Review: Alan Geary: 8th April 2014.
Ideal fare for all ages? Doubtful.
It’s the late 1950s. Young Tom, staying with an aunt and uncle, befriends Hatty. We and he soon realise though that she and those around her are figures of the late Victorian era. It’s a well worked out plot, like a Priestley time play only better, as Tom is transported back and forth between his present and the past. And it isn’t the same point in the past; much of the poignancy is drawn from the fact that during the action Hatty grows into a young woman whilst Tom remains a boy.

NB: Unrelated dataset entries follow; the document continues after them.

use serde::{Deserialize, Serialize};

#[derive(Debug, Clone, Copy, PartialEq, Eq, Serialize, Deserialize)]
pub struct Favorite {
    pub user_id: i64,
    pub landmark_id: i64,
}
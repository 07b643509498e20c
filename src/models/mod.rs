pub mod comment;
pub mod favorite;
pub mod landmark;
pub mod password_reset;
pub mod user;

pub use comment::{Comment, LandmarkComment, NewComment, Review, COMMENT_DATE_FORMAT};
pub use favorite::Favorite;
pub use landmark::Landmark;
pub use password_reset::{ResetRequest, VerifiedReset};
pub use user::{ProfileField, ProfileUpdate, User, UserProfile, DEFAULT_AVATAR_URI};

The periods are nicely realised. Fifties and late-Victorian costumes are authentic. But it’s a dingily-inconsequential set demanding real stretches of the imagination for the varied scenes. The often over-jaunty live music never seems to hit the right mood; and the musicians, all of whom are drawn from the cast, are visually over-intrusive – some of the tinies – there were a lot in on press evening – might not appreciate that they’re not part of the action.
As Tom, David Tute avoids over-doing the gawky movements and pulled faces (Ed Thorpe, as bedridden Peter, doesn’t entirely). Caitlin Thorburn, an attractive Hatty, captures the transition from child to young adult.
With the suggestion that she’s unwillingly childless, Kate Adams make Tom’s Aunt Gwen into a pathetic figure. Uncle Alan (Tom Jude) is a hen-pecked comedy husband with a dash of the axe-killer in horn-rims; his Abel the gardener is a convincing Bible-puncher. Helen Ryan is wholly right as Hatty’s Victorian Aunt Grace, and, especially in the final scene, as Hatty the old lady.
It’s doubtful whether this is ideal children’s fare. Both periods in the play are, by now, equally periods. And the spooky sound effects, otherwise splendid, might upset some. A lot of adults as well as children will be fazed when it comes to the Book of Revelation.
But it might encourage people to read or re-read the Philippa Pearce book, one of the most moving pieces of children’s literature ever written. Anyone who ponders on the bitter-sweetness of time, of change and memory, and the pain of growing up will be touched.
Tom: David Tute.
Hatty: Caitlin Thorburn.
Mrs Bartholomew/Aunt Grace: Helen Ryan.
Aunt Gwen/Susan: Kate Adams.
Uncle Alan/Abel: Tom Jude.
Edgar/Peter: Ed Thorpe.
James/Barty: Ifan Gwilym-Jones.
Hubert/Understudy: Joe Stuckey.
Cathedral Guide/Understudy: Alice Bullard.
Director: Neal Foster.
Designer: Jacqueline Trousdale.
Lighting: Jason Taylor.
Sound: Nick Sagar.
Music: Jak Poore.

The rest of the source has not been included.